Um elétron de cada vez

28 de novembro de 2018 Posted by Data Science, Tecnologia, Tendências 1 thought on “Um elétron de cada vez”

Boas notícias para a computação quântica.

Qubits e seus múltiplos estados

 

A computação quântica aproveita-se da estranha habilidade das partículas subatômicas de existirem em mais de um estado ao mesmo tempo. Nos sistemas atuais, a informação é lida em dois estados: 1 ou 0. Ou seja, enquanto um bit atual pode armazenar apenas 1 ou 0, os quantum bits, ou qubits, podem armazenar muito mais. Como resultado, a capacidade de memória é extraordinariamente maior e as operações são feitas muito mais rapidamente e com reduzido uso de energia.

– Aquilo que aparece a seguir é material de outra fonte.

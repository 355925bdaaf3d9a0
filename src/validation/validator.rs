//! Update stock request validation
//!
//! [`validate`] is the single entry point. Unlike fail-fast checks, it runs
//! every field rule and returns all failures at once.

use serde_json::Value;

use crate::models::UpdateStockRequest;

use super::errors::ValidationErrors;
use super::rules::{
    FieldRule, COMPANY_NAME, INDUSTRY, LAST_DIVIDEND, MARKET_CAP, PURCHASE, SYMBOL,
};

/// Message for a payload that is not a JSON object
pub const PAYLOAD_MESSAGE: &str = "The request body must be a JSON object.";

/// Validate a raw payload into an [`UpdateStockRequest`]
///
/// # Validations Performed
/// 1. The payload must be a JSON object
/// 2. Each field, in declaration order, is coerced to its declared type
/// 3. Text fields must be non-blank and at most 10 characters
/// 4. Numeric fields must lie inside their closed interval
///
/// Extra keys are ignored.
///
/// # Returns
/// * `Ok(UpdateStockRequest)` holding the coerced values if every rule passed
/// * `Err(ValidationErrors)` listing every failure in field order
pub fn validate(raw: &Value) -> Result<UpdateStockRequest, ValidationErrors> {
    let Some(payload) = raw.as_object() else {
        tracing::debug!("Rejected update stock payload: not a JSON object");
        return Err(ValidationErrors::payload(PAYLOAD_MESSAGE));
    };

    let mut errors = ValidationErrors::new();

    let symbol = SYMBOL.check(payload, &mut errors);
    let company_name = COMPANY_NAME.check(payload, &mut errors);
    let purchase = PURCHASE.check(payload, &mut errors);
    let last_dividend = LAST_DIVIDEND.check(payload, &mut errors);
    let industry = INDUSTRY.check(payload, &mut errors);
    let market_cap = MARKET_CAP.check(payload, &mut errors);

    match (symbol, company_name, purchase, last_dividend, industry, market_cap) {
        (
            Some(symbol),
            Some(company_name),
            Some(purchase),
            Some(last_dividend),
            Some(industry),
            Some(market_cap),
        ) if errors.is_empty() => Ok(UpdateStockRequest::new(
            symbol,
            company_name,
            purchase,
            last_dividend,
            industry,
            market_cap,
        )),
        _ => {
            tracing::debug!(
                error_count = errors.len(),
                "Rejected update stock payload: {}",
                errors
            );
            Err(errors)
        }
    }
}

/// Parse a request body and validate it
///
/// Bytes that are not valid JSON are reported the same way as a JSON value
/// that is not an object.
pub fn validate_slice(body: &[u8]) -> Result<UpdateStockRequest, ValidationErrors> {
    let raw: Value = serde_json::from_slice(body).map_err(|e| {
        tracing::debug!("Rejected update stock payload: invalid JSON: {}", e);
        ValidationErrors::payload(PAYLOAD_MESSAGE)
    })?;
    validate(&raw)
}

impl TryFrom<&Value> for UpdateStockRequest {
    type Error = ValidationErrors;

    fn try_from(raw: &Value) -> Result<Self, Self::Error> {
        validate(raw)
    }
}
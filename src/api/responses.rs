use serde::Serialize;
use utoipa::ToSchema;

use crate::validation::FieldError;

/// Health check response
#[derive(Debug, Serialize, ToSchema)]
pub struct HealthResponse {
    #[schema(example = "healthy")]
    pub status: String,
    pub timestamp: String,
}

/// Rejected request payload, one entry per failed field
#[derive(Debug, Serialize, ToSchema)]
pub struct ValidationErrorResponse {
    #[schema(example = "400 Bad Request")]
    pub error: String,
    #[schema(example = "One or more validation errors occurred.")]
    pub message: String,
    pub errors: Vec<FieldError>,
}

/// Error response
#[derive(Debug, Serialize, ToSchema)]
pub struct ErrorResponse {
    pub error: String,
    pub message: String,
}
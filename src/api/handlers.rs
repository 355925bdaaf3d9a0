use axum::{
    body::Bytes,
    extract::{Path, State},
    http::StatusCode,
    response::{IntoResponse, Response},
    Json,
};
use chrono::Utc;
use std::sync::Arc;
use thiserror::Error;

use crate::stocks::{StockUpdateError, StockUpdater, UpdatedStock};
use crate::validation::{validate_slice, ValidationErrors};

use super::responses::*;

/// Shared application state
pub type AppState = Arc<dyn StockUpdater>;

/// Errors surfaced by the HTTP layer
#[derive(Debug, Error)]
pub enum ApiError {
    /// The request payload failed validation
    #[error("Validation failed: {0}")]
    Validation(#[from] ValidationErrors),

    /// The update use case failed
    #[error(transparent)]
    Stock(#[from] StockUpdateError),
}

/// Convert ApiError to HTTP response
impl IntoResponse for ApiError {
    fn into_response(self) -> Response {
        let (status, error_message) = match self {
            ApiError::Validation(errors) => {
                let status = StatusCode::BAD_REQUEST;
                let body = Json(ValidationErrorResponse {
                    error: status.to_string(),
                    message: "One or more validation errors occurred.".to_string(),
                    errors: errors.into_vec(),
                });
                return (status, body).into_response();
            }
            ApiError::Stock(e @ StockUpdateError::NotFound(_)) => {
                (StatusCode::NOT_FOUND, e.to_string())
            }
            ApiError::Stock(e @ StockUpdateError::Storage(_)) => {
                tracing::error!("❌ Stock update failed: {}", e);
                (StatusCode::INTERNAL_SERVER_ERROR, e.to_string())
            }
        };

        let body = Json(ErrorResponse {
            error: status.to_string(),
            message: error_message,
        });

        (status, body).into_response()
    }
}

/// Health check endpoint
#[utoipa::path(
    get,
    path = "/health",
    tag = "Health",
    responses(
        (status = 200, description = "Service is healthy", body = HealthResponse)
    )
)]
pub async fn health_check() -> Json<HealthResponse> {
    Json(HealthResponse {
        status: "healthy".to_string(),
        timestamp: Utc::now().to_rfc3339(),
    })
}

/// Update a stock
///
/// Every field is validated before the update is applied; a rejected request
/// lists all failing fields at once.
#[utoipa::path(
    put,
    path = "/api/v1/stocks/{id}",
    tag = "Stocks",
    params(
        ("id" = i64, Path, description = "Stock ID")
    ),
    request_body = UpdateStockRequest,
    responses(
        (status = 200, description = "Stock updated", body = UpdatedStock),
        (status = 400, description = "Invalid request payload", body = ValidationErrorResponse),
        (status = 404, description = "Stock not found", body = ErrorResponse),
        (status = 500, description = "Update failed", body = ErrorResponse)
    )
)]
pub async fn update_stock(
    State(updater): State<AppState>,
    Path(id): Path<i64>,
    body: Bytes,
) -> Result<Json<UpdatedStock>, ApiError> {
    let request = validate_slice(&body).map_err(|errors| {
        tracing::warn!(
            stock_id = id,
            error_count = errors.len(),
            malformed_body = errors.is_payload_error(),
            "Rejected update stock request"
        );
        errors
    })?;

    let updated = updater.update(id, request).await?;
    Ok(Json(updated))
}

/// Get the last applied update of a stock
#[utoipa::path(
    get,
    path = "/api/v1/stocks/{id}",
    tag = "Stocks",
    params(
        ("id" = i64, Path, description = "Stock ID")
    ),
    responses(
        (status = 200, description = "Stock found", body = UpdatedStock),
        (status = 404, description = "Stock not found", body = ErrorResponse)
    )
)]
pub async fn get_stock(
    State(updater): State<AppState>,
    Path(id): Path<i64>,
) -> Result<Json<UpdatedStock>, ApiError> {
    let stock = updater.get(id).await?;
    Ok(Json(stock))
}
pub mod stock;

pub use stock::UpdateStockRequest;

As aplicações são inúmeras e podem gerar uma revolução. “Não sabemos realmente o que será possível alcançar”, reconhece Prasanna Pakkiam, o Ph.D. autor do artigo recém-publicado aqui, com boas notícias para o desenvolvimento desta tecnologia capaz de revolucionar. Veja algumas das possibilidades:

 

  • Avanços no modelamento de reações químicas complexas, capazes de revolucionar a geração e o armazenamento de energia. Pense em um mundo com energia limpa, barata e abundante.
  • Simulação de comportamento molecular e consequente design de novas moléculas para uso na medicina e genética. Pense em um mundo sem doenças.
  • Modelos complexos de análises de dados e aumento exponencial da capacidade de previsão, aliada à possibilidade de intervir. Pense em mundo sem desastres naturais.

 

O caminho, entretanto, é longo. As máquinas operam com princípios totalmente diferentes dos atuais, o que torna alienígena tanto o hardware como a própria programação. Na prática, a pesquisa é uma luta diária para solucionar um problema depois do outro, com avanços ocorrendo “um elétron de cada vez”. Há times investindo pesado em desenvolvimento, como IBM, Intel e Alphabet, mas também startups e grupos independentes em universidades e centros de pesquisa ao redor do mundo.

O mais recente avanço veio da Austrália, com o time do Centre of Excellence for Quantum Computation and Communication Technology, da University of New South Wales. Eles anunciaram o desenvolvimento de uma solução para acessar as informações nos qubits.

Os sensores (chamados de gates) enfrentam o desafio de ler os dados no mundo ínfimo e instável dos átomos. As três gates usadas interferiam nos resultados. Eram grandes demais para operar nos espaços reduzidos do universo quântico. Os pesquisadores apresentaram uma solução que usa apenas uma gate e é capaz de obter leituras mais rápidas e consistentes, abrindo caminho para novas soluções. Ou novos problemas a enfrentar.